443.2 was removed in the 18th edition, and this rather bizarre statement (which always used to make me chuckle) is no longer mentioned.
This is not an 18th edition exam simulator. This is a re-badged 17th edition, amendment 2 (or 1) simulator. They've not updated the max Zs values from the changes 3 years ago once Cmin was incorporated, never mind the changes in terminology introduced in the 18th Edition (selectivity, rather than discrimination). I got 85%, without the book (or a calculator) but I died a little inside for each answer I clicked that I knew would get me the mark, which I knew was factually wrong.
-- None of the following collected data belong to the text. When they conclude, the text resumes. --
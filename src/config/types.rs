use serde::Deserialize;

/// Main configuration structure for Gleaner
///
/// Every section is optional; missing sections and keys fall back to the
/// defaults below, so an empty file is a valid configuration.
#[derive(Debug, Clone, Default, Deserialize)]
pub struct Config {
    #[serde(rename = "user-agent", default)]
    pub user_agent: UserAgentConfig,
    #[serde(default)]
    pub fetch: FetchConfig,
    #[serde(default)]
    pub robots: RobotsConfig,
}

/// User agent identification configuration
#[derive(Debug, Clone, Deserialize)]
#[serde(default)]
pub struct UserAgentConfig {
    /// Name of the scraper, sent in the User-Agent header
    #[serde(rename = "crawler-name")]
    pub crawler_name: String,

    /// Version of the scraper
    #[serde(rename = "crawler-version")]
    pub crawler_version: String,

    /// URL with information about the scraper
    #[serde(rename = "contact-url")]
    pub contact_url: Option<String>,
}

impl Default for UserAgentConfig {
    fn default() -> Self {
        Self {
            crawler_name: "Gleaner".to_string(),
            crawler_version: env!("CARGO_PKG_VERSION").to_string(),
            contact_url: None,
        }
    }
}

impl UserAgentConfig {
    /// Formats the User-Agent header value
    ///
    /// `Name/Version`, or `Name/Version (+ContactURL)` when a contact URL is set.
    pub fn header_value(&self) -> String {
        match &self.contact_url {
            Some(contact) => format!(
                "{}/{} (+{})",
                self.crawler_name, self.crawler_version, contact
            ),
            None => format!("{}/{}", self.crawler_name, self.crawler_version),
        }
    }
}

/// HTTP fetch behavior
#[derive(Debug, Clone, Deserialize)]
#[serde(default)]
pub struct FetchConfig {
    /// Retries after the first failed attempt
    #[serde(rename = "max-retries")]
    pub max_retries: u32,

    /// Fixed delay between attempts (milliseconds)
    #[serde(rename = "retry-delay-ms")]
    pub retry_delay_ms: u64,

    /// Whole-request timeout (seconds)
    #[serde(rename = "timeout-secs")]
    pub timeout_secs: u64,

    /// Connection timeout (seconds)
    #[serde(rename = "connect-timeout-secs")]
    pub connect_timeout_secs: u64,
}

impl Default for FetchConfig {
    fn default() -> Self {
        Self {
            max_retries: 3,
            retry_delay_ms: 2000,
            timeout_secs: 30,
            connect_timeout_secs: 10,
        }
    }
}

/// Robots.txt evaluation settings
#[derive(Debug, Clone, Deserialize)]
#[serde(default)]
pub struct RobotsConfig {
    /// Agent token matched against robots.txt groups
    #[serde(rename = "user-agent")]
    pub user_agent: String,
}

impl Default for RobotsConfig {
    fn default() -> Self {
        Self {
            user_agent: "*".to_string(),
        }
    }
}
I sat the real C&G 18th Edition exam today (with the book, and a calculator), and it's nothing like this. In a change from previous versions of this exam, the questions are in a random order, so you are jumping around the book a lot. The questions seem relatively-well written (in comparison to the 2382-12 and 2382-15, which I also took), though there is the odd typo still there ("conducive" rather than "conductive"!) but it didn't detract from the meaning. For many of the questions, all 4 answers are plausible. (I got 100%... subject, of course, to moderation by the awarding organisation.)
It's worth noting that other awarding organisations also offer the exam, and have slightly different criteria. For instance, you need a 75% pass rate overall (and at least 50% in each section) for the
Logic Certification version, but the questions are in order (so qu's 1-4 are from Part 1, qu's 5 and 6 are from Part 2 etc, like the C&G one used to be). And I think you get a free resit if you fail on your first attempt.